[Opening DATA EXCERPTS section]
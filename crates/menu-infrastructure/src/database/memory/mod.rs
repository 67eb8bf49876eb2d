//! In-memory repository implementations

pub mod menu_item_repo_impl;

pub use menu_item_repo_impl::InMemoryMenuItemRepository;
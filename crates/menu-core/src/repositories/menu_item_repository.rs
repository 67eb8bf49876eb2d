//! Menu item repository trait (port)

use async_trait::async_trait;

use menu_shared::utils::{normalize_locale, normalize_uri};
use menu_shared::{MenuId, MenuItemId};

use crate::domain::{MenuItem, NewMenuItem, RouteEntry, TranslationStatus};
use crate::error::DomainError;

/// Conditions a single translation row must meet for its item to match.
#[derive(Debug, Clone, PartialEq, Eq)]
pub struct TranslationFilter {
    pub locale: String,
    pub status: Option<TranslationStatus>,
    pub uri: Option<String>,
}

impl TranslationFilter {
    pub fn published(locale: &str) -> Self {
        Self {
            locale: normalize_locale(locale),
            status: Some(TranslationStatus::Published),
            uri: None,
        }
    }

    pub fn matches(&self, item: &MenuItem) -> bool {
        item.translations.iter().any(|t| {
            t.locale == self.locale
                && self.status.map_or(true, |status| t.status == status)
                && self.uri.as_deref().map_or(true, |uri| t.uri == uri)
        })
    }
}

/// Typed filter set for [`MenuItemRepository::find`]. Unset fields do not
/// filter. Results are always ordered by `position`, then `id`.
#[derive(Debug, Clone, Default, PartialEq, Eq)]
pub struct MenuItemQuery {
    pub menu_id: Option<MenuId>,
    pub is_root: Option<bool>,
    pub translation: Option<TranslationFilter>,
    pub limit: Option<i64>,
}

impl MenuItemQuery {
    pub fn for_menu(menu_id: MenuId) -> Self {
        Self {
            menu_id: Some(menu_id),
            ..Self::default()
        }
    }

    pub fn published_in(mut self, locale: &str) -> Self {
        self.translation = Some(TranslationFilter::published(locale));
        self
    }

    /// Narrows the translation filter to one uri. Call after `published_in`.
    pub fn with_uri(mut self, uri: &str) -> Self {
        if let Some(filter) = self.translation.as_mut() {
            filter.uri = Some(normalize_uri(uri));
        }
        self
    }

    pub fn roots_only(mut self) -> Self {
        self.is_root = Some(true);
        self
    }

    pub fn limit(mut self, limit: i64) -> Self {
        self.limit = Some(limit);
        self
    }

    pub fn matches(&self, item: &MenuItem) -> bool {
        self.menu_id.map_or(true, |id| item.menu_id == id)
            && self.is_root.map_or(true, |is_root| item.is_root == is_root)
            && self.translation.as_ref().map_or(true, |f| f.matches(item))
    }
}

#[cfg_attr(test, mockall::automock)]
#[async_trait]
pub trait MenuItemRepository: Send + Sync {
    async fn find_by_id(&self, id: MenuItemId) -> Result<Option<MenuItem>, DomainError>;
    async fn find(&self, query: &MenuItemQuery) -> Result<Vec<MenuItem>, DomainError>;
    async fn create(&self, data: &NewMenuItem) -> Result<MenuItem, DomainError>;
    async fn update(&self, item: &MenuItem) -> Result<MenuItem, DomainError>;
    /// Removes the item; its direct children move up to its parent.
    async fn delete(&self, id: MenuItemId) -> Result<(), DomainError>;
    /// Published, primary, module-bound translations ordered by
    /// `module_name`, item id, then locale.
    async fn route_entries(&self) -> Result<Vec<RouteEntry>, DomainError>;

    /// Cheap round trip to the backing store.
    async fn ping(&self) -> Result<(), DomainError>;
}
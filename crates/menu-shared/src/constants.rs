//! Application-wide constants

pub const DEFAULT_LOCALE: &str = "en";
pub const DEFAULT_EVENT_CAPACITY: usize = 256;

/// Deepest menu tree rendered by the API.
pub const MAX_TREE_DEPTH: usize = 64;
pub const LOG_FILE_PREFIX: &str = "menu-server.log";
[Closing DATA EXCERPTS section]
### WHAT THE TASK REQUIRES
Please copy the lines in the records above between the one holding "pub fn limit(mut" and the one holding "self.menu_id.map_or(true, |id| item.menu_id", inclusive, exactly and with no other line.

### SOLUTION FOR THIS PROBLEM
    pub fn limit(mut self, limit: i64) -> Self {
        self.limit = Some(limit);
        self
    }

    pub fn matches(&self, item: &MenuItem) -> bool {
        self.menu_id.map_or(true, |id| item.menu_id == id)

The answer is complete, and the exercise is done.